Mar 10th, 2022 | By FCT

How can you tell the difference between a good deal and one too good to be true? Fraudsters’ tricks and tech are constantly changing, and they’re counting on us to stay still. In this FCT Speaker Series webinar, three industry experts sit down to discuss some of the most prevalent types of fraud affecting the real estate industry.

 

Marie Taylor

Marie Taylor is the director of national underwriting at FCT, and a Certified Fraud Examiner. She has helped pioneer fraud prevention in the title insurance space over the last 20 years, and is a crucial line of defense for FCT’s clients. In this video, Marie talks about wire fraud, power of attorney fraud, identity theft and title fraud.

What is wire fraud?

Wire fraud is when someone tricks a person or company into sending them money under false pretenses. This type of fraud covers a broad range of scams, but they often boil down to confidence schemes. Once the scammer secures a transfer of funds, they usually break off contact and disappear.

What is power of attorney fraud?

Power of attorney fraud happens when a fraudster forges a power of attorney document to appoint themselves as attorney and commits fraud. It also applies when a legitimate attorney abuses their power in order to financially enrich themselves.
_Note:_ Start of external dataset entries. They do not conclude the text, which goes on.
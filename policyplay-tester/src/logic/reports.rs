use anyhow::Result;
use chrono::Utc;
use colored::Colorize;
use std::io::Write;
use std::time::Duration;

use super::ScenarioResult;

#[allow(clippy::cast_precision_loss)]
fn success_rate(results: &[ScenarioResult]) -> f64 {
    if results.is_empty() {
        return 0.0;
    }
    let passed = results.iter().filter(|r| r.passed).count();
    (passed as f64 / results.len() as f64) * 100.0
}

pub fn generate_console_report(
    out: &mut dyn Write,
    results: &[ScenarioResult],
    total_duration: Duration,
) -> Result<()> {
    writeln!(out)?;
    writeln!(out, "{}", "📊 QA Results Summary".bright_cyan().bold())?;
    writeln!(out, "{}", "=====================".cyan())?;

    let total = results.len();
    let passed = results.iter().filter(|r| r.passed).count();
    writeln!(out, "Total runs: {total}")?;
    writeln!(out, "Passed: {}", passed.to_string().green())?;
    writeln!(out, "Failed: {}", (total - passed).to_string().red())?;
    writeln!(out, "Success rate: {:.1}%", success_rate(results))?;
    writeln!(out, "Total time: {total_duration:?}")?;
    writeln!(out)?;

    for result in results {
        let status = if result.passed {
            "✅ PASS".green()
        } else {
            "❌ FAIL".red()
        };
        writeln!(out, "{status} {} (seed {})", result.scenario_name.bold(), result.seed)?;
        writeln!(
            out,
            "   Iterations: {}/{} successful",
            result.successful_iterations, result.iterations_run
        )?;
        writeln!(out, "   Average time: {:?}", result.average_duration)?;
        if !result.failures.is_empty() {
            writeln!(out, "   Failures:")?;
            for failure in &result.failures {
                writeln!(out, "     • {}", failure.red())?;
            }
        }
        writeln!(out)?;
    }

    let fastest = results.iter().min_by_key(|r| r.average_duration);
    let slowest = results.iter().max_by_key(|r| r.average_duration);
    if let (Some(fastest), Some(slowest)) = (fastest, slowest) {
        writeln!(out, "{}", "⚡ Performance Summary".bright_yellow().bold())?;
        writeln!(out, "{}", "=====================".yellow())?;
        writeln!(
            out,
            "Fastest: {} ({:?})",
            fastest.scenario_name.green(),
            fastest.average_duration
        )?;
        writeln!(
            out,
            "Slowest: {} ({:?})",
            slowest.scenario_name.yellow(),
            slowest.average_duration
        )?;
    }
    Ok(())
}

pub fn generate_json_report(out: &mut dyn Write, results: &[ScenarioResult]) -> Result<()> {
    let report = serde_json::json!({
        "generated_at": Utc::now().to_rfc3339(),
        "success_rate": success_rate(results),
        "results": results,
    });
    writeln!(out, "{}", serde_json::to_string_pretty(&report)?)?;
    Ok(())
}

pub fn generate_markdown_report(out: &mut dyn Write, results: &[ScenarioResult]) -> Result<()> {
    writeln!(out, "# PolicyPlay QA Results\n")?;
    writeln!(out, "_Generated {}_\n", Utc::now().format("%Y-%m-%d %H:%M:%S UTC"))?;

    let total = results.len();
    let passed = results.iter().filter(|r| r.passed).count();
    writeln!(out, "## Summary\n")?;
    writeln!(out, "- **Total runs**: {total}")?;
    writeln!(out, "- **Passed**: {passed}")?;
    writeln!(out, "- **Failed**: {}", total - passed)?;
    writeln!(out, "- **Success rate**: {:.1}%\n", success_rate(results))?;

    writeln!(out, "## Detailed Results\n")?;
    for result in results {
        let status = if result.passed { "✅" } else { "❌" };
        writeln!(out, "### {status} {} (seed {})\n", result.scenario_name, result.seed)?;
        writeln!(
            out,
            "- **Iterations**: {}/{} successful",
            result.successful_iterations, result.iterations_run
        )?;
        writeln!(out, "- **Average time**: {:?}", result.average_duration)?;
        if !result.failures.is_empty() {
            writeln!(out, "- **Failures**:")?;
            for failure in &result.failures {
                writeln!(out, "  - {failure}")?;
            }
        }
        writeln!(out)?;
    }
    Ok(())
}
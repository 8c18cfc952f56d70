use super::admin_dashboard::summary_stats;
use crate::components::alert::AlertBanner;
use crate::components::loading::Loading;
use crate::dom;
use crate::i18n::t;
use policyplay_core::{AnalyticsSummary, ConfusingSection, PolicyAnalytics, PolicySummary};
use yew::prelude::*;

#[derive(Properties, PartialEq, Clone)]
pub struct Props {
    pub summary: Option<AnalyticsSummary>,
    pub policies: Vec<PolicySummary>,
    #[prop_or_default]
    pub selected: Option<String>,
    #[prop_or_default]
    pub policy: Option<PolicyAnalytics>,
    #[prop_or_default]
    pub error: Option<AttrValue>,
    pub on_select: Callback<String>,
}

fn sections(list: &[ConfusingSection]) -> Html {
    if list.is_empty() {
        return html! { <p class="opacity-70">{ t("admin.no_confusion") }</p> };
    }
    html! {
        <ul class="list-disc ml-6">
            { for list.iter().map(|s| html! {
                <li>{ s.section.clone() }{ format!(" ({})", s.low_scores) }</li>
            }) }
        </ul>
    }
}

#[function_component(AdminAnalyticsPage)]
pub fn admin_analytics_page(p: &Props) -> Html {
    let on_change = {
        let cb = p.on_select.clone();
        Callback::from(move |e: Event| {
            let value = dom::input_value(&e);
            if !value.is_empty() {
                cb.emit(value);
            }
        })
    };
    let overview = p.summary.as_ref().map_or_else(
        || html! { <Loading /> },
        |summary| {
            html! {
                <>
                    { summary_stats(summary) }
                    <div class="grid gap-6 md:grid-cols-3">
                        <div class="card bg-base-100 shadow">
                            <div class="card-body">
                                <h3 class="card-title">{ t("admin.most_violated") }</h3>
                                <ol class="list-decimal ml-6">
                                    { for summary.most_violated_rules.iter().map(|r| html! {
                                        <li>{ r.rule.clone() }{ format!(" ({})", r.violations) }</li>
                                    }) }
                                </ol>
                            </div>
                        </div>
                        <div class="card bg-base-100 shadow">
                            <div class="card-body">
                                <h3 class="card-title">{ t("admin.most_confusing_policy") }</h3>
                                if let Some(policy) = &summary.most_confusing_policy {
                                    <p class="font-semibold">{ policy.title.clone() }</p>
                                    <p class="text-sm">{ format!("{:.1}% · {}/{}", policy.confusion_rate, policy.low_scores, policy.total_attempts) }</p>
                                } else {
                                    <p class="opacity-70">{ t("admin.no_confusion") }</p>
                                }
                            </div>
                        </div>
                        <div class="card bg-base-100 shadow">
                            <div class="card-body">
                                <h3 class="card-title">{ t("admin.confusing_sections") }</h3>
                                { sections(&summary.most_confusing_sections) }
                            </div>
                        </div>
                    </div>
                </>
            }
        },
    );
    let detail = p.policy.as_ref().map(|policy| {
        html! {
            <div class="card bg-base-100 shadow" data-testid="policy-analytics">
                <div class="card-body">
                    <h3 class="card-title">{ policy.policy_title.clone() }</h3>
                    <p>{ t("admin.total_plays") }{ ": " }{ policy.total_plays }</p>
                    <p>{ t("scores.completed") }{ ": " }{ policy.completed_plays }</p>
                    <p>{ t("admin.average_score") }{ ": " }{ format!("{:.1}", policy.average_score) }</p>
                    <h4 class="font-bold">{ t("admin.confusing_sections") }</h4>
                    { sections(&policy.most_confusing_sections) }
                </div>
            </div>
        }
    });
    let selected = p.selected.clone().unwrap_or_default();
    html! {
        <section class="space-y-6" data-testid="admin-analytics-page">
            <h1 class="text-4xl font-bold">{ t("admin.analytics_title") }</h1>
            <AlertBanner message={p.error.clone()} />
            { overview }
            <h2 class="text-2xl font-bold">{ t("admin.per_policy") }</h2>
            <select class="select select-bordered" onchange={on_change} data-testid="analytics-policy">
                <option value="" selected={selected.is_empty()}>{ t("admin.choose_policy") }</option>
                { for p.policies.iter().map(|policy| html! {
                    <option value={policy.policy_id.clone()} selected={selected == policy.policy_id}>
                        { policy.display_title().to_string() }
                    </option>
                }) }
            </select>
            { for detail }
        </section>
    }
}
This can take a number of forms, because an attorney has such broad access to the donor’s finances

What is title fraud?

Title fraud is when someone impersonates a homeowner to take out a mortgage or sell the property. The fraudster then disappears with the money. In many cases the homeowner doesn’t even realize their title has been stolen or a mortgage has been fraudulently registered until the lender contacts them about missed payments.

Title fraud now most often occurs on high-value properties with an existing mortgage. Instead of targeting free and clear properties, fraudsters are choosing to take out second mortgages on those homes, so they’re targeting properties that offer the highest yield.

Ed Karthaus

Ed Karthaus, Executive Vice President, Residential Lending, Credit Cards & Marketing at the Home Trust Company, is an Accredited Mortgage Professional and has served as a director of the Independent Mortgage Brokers Association of Ontario. In this video, he talks about mortgage application and value fraud.

What is mortgage application fraud?

Mortgage application fraud (also called “fraud for shelter”) is when someone applying for a mortgage manipulates their financial documents to create an inflated impression of their income or assets. This is usually so they can qualify for a larger loan than they would otherwise qualify for.

What is value fraud?

Value fraud is when a homeowner manipulates the value of their home in order to increase their loan qualification amount. One common way this scheme works is for a fraudster to buy a property at market value, then quickly resell it, often to an accomplice, at an inflated price. That price is used as the basis for a larger loan, which the fraudster vanishes with, leaving the lender with a property worth less than its mortgage.

Karissa Lipana

Karissa Lipana is a senior policy analyst at the Ministry of Government and Consumer Services. She works to promote consumer rights, educating vulnerable populations on the different unfair or unconscionable practices that can target them. In this video, she speaks to the issues of contractor and home renovation fraud.

What is contractor fraud?

Contractor fraud refers to a variety of malpractices that some contractors and other construction companies engage in. From a consumer protection standpoint, it often takes the form of misleading quotes that result in homeowners paying far more than they thought they’d agreed to. But it also covers other aggressive or unethical practices, like denying contract cancellations, even when made within the legal 10 days of signing (in Ontario).

What is home renovation fraud?

Home renovation scams are when someone pretends to be a contractor in order to secure money from a homeowner. The fake contractor may advertise low prices or a fast work schedule, often with high pressure for up-front payment. Once initial payment is made, the scammer disappears.